//! Configuration System
//!
//! Layered configuration for the dispatcher: built-in defaults, then a TOML
//! file (explicit path or the user config file), then `DELAYQ__SECTION__KEY`
//! environment overrides. Validation reports every problem at once.

use crate::dispatch::{Allowance, CallPolicy, DispatchSettings};
use crate::error::DispatchError;
use crate::logging::LoggingConfig;
use crate::types::{Address, Gas};
use config::ConfigError;
use serde::{Deserialize, Serialize};
use std::path::{Path, PathBuf};
use std::time::Duration;

mod defaults;
mod sources;

pub use sources::user_file::user_config_path;

/// Root configuration structure
#[derive(Debug, Clone, Default, PartialEq, Serialize, Deserialize)]
pub struct DelayqConfig {
    #[serde(default)]
    pub dispatcher: DispatcherConfig,

    #[serde(default)]
    pub endpoints: EndpointsConfig,

    #[serde(default)]
    pub storage: StorageConfig,

    #[serde(default)]
    pub logging: LoggingConfig,
}

/// Which queue to serve and how to budget it
#[derive(Debug, Clone, PartialEq, Serialize, Deserialize)]
pub struct DispatcherConfig {
    /// Queue instance address
    #[serde(default)]
    pub instance: Option<Address>,

    #[serde(default = "default_chain_id")]
    pub chain_id: u64,

    /// Budget ceiling and refill amount per interval
    #[serde(default)]
    pub gas_allowance: Gas,

    #[serde(default = "default_refill_interval")]
    pub refill_interval_secs: u64,

    /// Timeout of each outbound request
    #[serde(default = "default_request_timeout_ms")]
    pub request_timeout_ms: u64,

    /// 0 or 1
    #[serde(default = "default_max_retries")]
    pub max_retries: u32,
}

fn default_chain_id() -> u64 {
    1
}

fn default_refill_interval() -> u64 {
    86_400
}

fn default_request_timeout_ms() -> u64 {
    5_000
}

fn default_max_retries() -> u32 {
    1
}

impl Default for DispatcherConfig {
    fn default() -> Self {
        Self {
            instance: None,
            chain_id: default_chain_id(),
            gas_allowance: 0,
            refill_interval_secs: default_refill_interval(),
            request_timeout_ms: default_request_timeout_ms(),
            max_retries: default_max_retries(),
        }
    }
}

/// Remote collaborators
#[derive(Debug, Clone, PartialEq, Serialize, Deserialize)]
pub struct EndpointsConfig {
    /// Ethereum JSON-RPC endpoint
    #[serde(default)]
    pub rpc_url: String,

    /// GraphQL subgraph indexing the queue
    #[serde(default)]
    pub index_url: String,

    #[serde(default = "default_relay_url")]
    pub relay_url: String,

    #[serde(default)]
    pub relay_api_key: Option<String>,
}

fn default_relay_url() -> String {
    "https://api.gelato.digital".to_string()
}

impl Default for EndpointsConfig {
    fn default() -> Self {
        Self {
            rpc_url: String::new(),
            index_url: String::new(),
            relay_url: default_relay_url(),
            relay_api_key: None,
        }
    }
}

/// Local persistence
#[derive(Debug, Clone, PartialEq, Serialize, Deserialize)]
pub struct StorageConfig {
    /// Sled database holding the dispatch cursor
    #[serde(default = "default_cursor_path")]
    pub cursor_path: PathBuf,
}

fn default_cursor_path() -> PathBuf {
    directories::ProjectDirs::from("", "", "delayq")
        .map(|dirs| dirs.data_dir().join("cursor"))
        .unwrap_or_else(|| PathBuf::from(".delayq").join("cursor"))
}

impl Default for StorageConfig {
    fn default() -> Self {
        Self {
            cursor_path: default_cursor_path(),
        }
    }
}

/// Configuration validation errors
#[derive(Debug, Clone, PartialEq, Eq)]
pub enum ValidationError {
    Dispatcher(String),
    Endpoint(String, String),
    Storage(String),
    Logging(String),
}

impl std::fmt::Display for ValidationError {
    fn fmt(&self, f: &mut std::fmt::Formatter<'_>) -> std::fmt::Result {
        match self {
            ValidationError::Dispatcher(msg) => write!(f, "Dispatcher: {}", msg),
            ValidationError::Endpoint(name, msg) => write!(f, "Endpoint '{}': {}", name, msg),
            ValidationError::Storage(msg) => write!(f, "Storage: {}", msg),
            ValidationError::Logging(msg) => write!(f, "Logging: {}", msg),
        }
    }
}

impl std::error::Error for ValidationError {}

fn check_url(name: &str, url: &str, errors: &mut Vec<ValidationError>) {
    if url.is_empty() {
        errors.push(ValidationError::Endpoint(name.to_string(), "must be set".to_string()));
    } else if !(url.starts_with("http://") || url.starts_with("https://")) {
        errors.push(ValidationError::Endpoint(
            name.to_string(),
            format!("'{}' is not an http(s) URL", url),
        ));
    }
}

impl DelayqConfig {
    /// Validate the entire configuration
    pub fn validate(&self) -> Result<(), Vec<ValidationError>> {
        let mut errors = Vec::new();
        let dispatcher = &self.dispatcher;

        match dispatcher.instance {
            None => errors.push(ValidationError::Dispatcher("instance must be set".to_string())),
            Some(addr) if addr == Address::ZERO => errors.push(ValidationError::Dispatcher(
                "instance can not be the zero address".to_string(),
            )),
            Some(_) => {}
        }
        if dispatcher.gas_allowance == 0 {
            errors.push(ValidationError::Dispatcher(
                "gas_allowance must be greater than zero".to_string(),
            ));
        }
        if dispatcher.request_timeout_ms == 0 {
            errors.push(ValidationError::Dispatcher(
                "request_timeout_ms must be greater than zero".to_string(),
            ));
        }
        if dispatcher.max_retries > 1 {
            errors.push(ValidationError::Dispatcher(format!(
                "max_retries must be 0 or 1 (got {})",
                dispatcher.max_retries
            )));
        }

        check_url("rpc_url", &self.endpoints.rpc_url, &mut errors);
        check_url("index_url", &self.endpoints.index_url, &mut errors);
        check_url("relay_url", &self.endpoints.relay_url, &mut errors);
        if self
            .endpoints
            .relay_api_key
            .as_deref()
            .map_or(true, str::is_empty)
        {
            errors.push(ValidationError::Endpoint(
                "relay_api_key".to_string(),
                "must be set".to_string(),
            ));
        }

        if self.storage.cursor_path.as_os_str().is_empty() {
            errors.push(ValidationError::Storage("cursor_path cannot be empty".to_string()));
        }

        if let Err(e) = crate::logging::validate(&self.logging) {
            errors.push(ValidationError::Logging(e));
        }

        if errors.is_empty() {
            Ok(())
        } else {
            Err(errors)
        }
    }

    /// Validate and fold all errors into one
    pub fn validated(self) -> Result<Self, DispatchError> {
        self.validate().map_err(|errors| {
            let msgs: Vec<String> = errors.iter().map(|e| e.to_string()).collect();
            DispatchError::ConfigError(format!(
                "Configuration validation failed:\n{}",
                msgs.join("\n")
            ))
        })?;
        Ok(self)
    }

    pub fn request_timeout(&self) -> Duration {
        Duration::from_millis(self.dispatcher.request_timeout_ms)
    }

    pub fn dispatch_settings(&self) -> Result<DispatchSettings, DispatchError> {
        let instance = self
            .dispatcher
            .instance
            .ok_or_else(|| DispatchError::ConfigError("dispatcher.instance must be set".to_string()))?;
        Ok(DispatchSettings {
            instance,
            allowance: Allowance {
                full: self.dispatcher.gas_allowance,
                refill_interval: self.dispatcher.refill_interval_secs,
            },
            policy: CallPolicy {
                timeout: self.request_timeout(),
                max_retries: self.dispatcher.max_retries,
            },
        })
    }
}

/// Loads [`DelayqConfig`] from its layered sources
pub struct ConfigLoader;

impl ConfigLoader {
    /// Defaults, then `explicit` (required) or the user config file (optional), then environment
    pub fn load(explicit: Option<&Path>) -> Result<DelayqConfig, ConfigError> {
        let builder = defaults::builder_with_defaults()?;
        let builder = match explicit {
            Some(path) => sources::explicit_file::add_to_builder(builder, path)?,
            None => sources::user_file::add_to_builder(builder)?,
        };
        let builder = sources::add_env(builder);
        builder.build()?.try_deserialize()
    }

    /// Defaults and a single file, no environment
    pub fn load_from_file(path: &Path) -> Result<DelayqConfig, ConfigError> {
        let builder = defaults::builder_with_defaults()?;
        sources::explicit_file::add_to_builder(builder, path)?
            .build()?
            .try_deserialize()
    }
}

....

* _GOAL OF THE EXERCISE_
Out of the material above, select every line that holds the string "https".

* _RESPONSE BOX_
    "https://api.gelato.digital".to_string()
    } else if !(url.starts_with("http://") || url.starts_with("https://")) {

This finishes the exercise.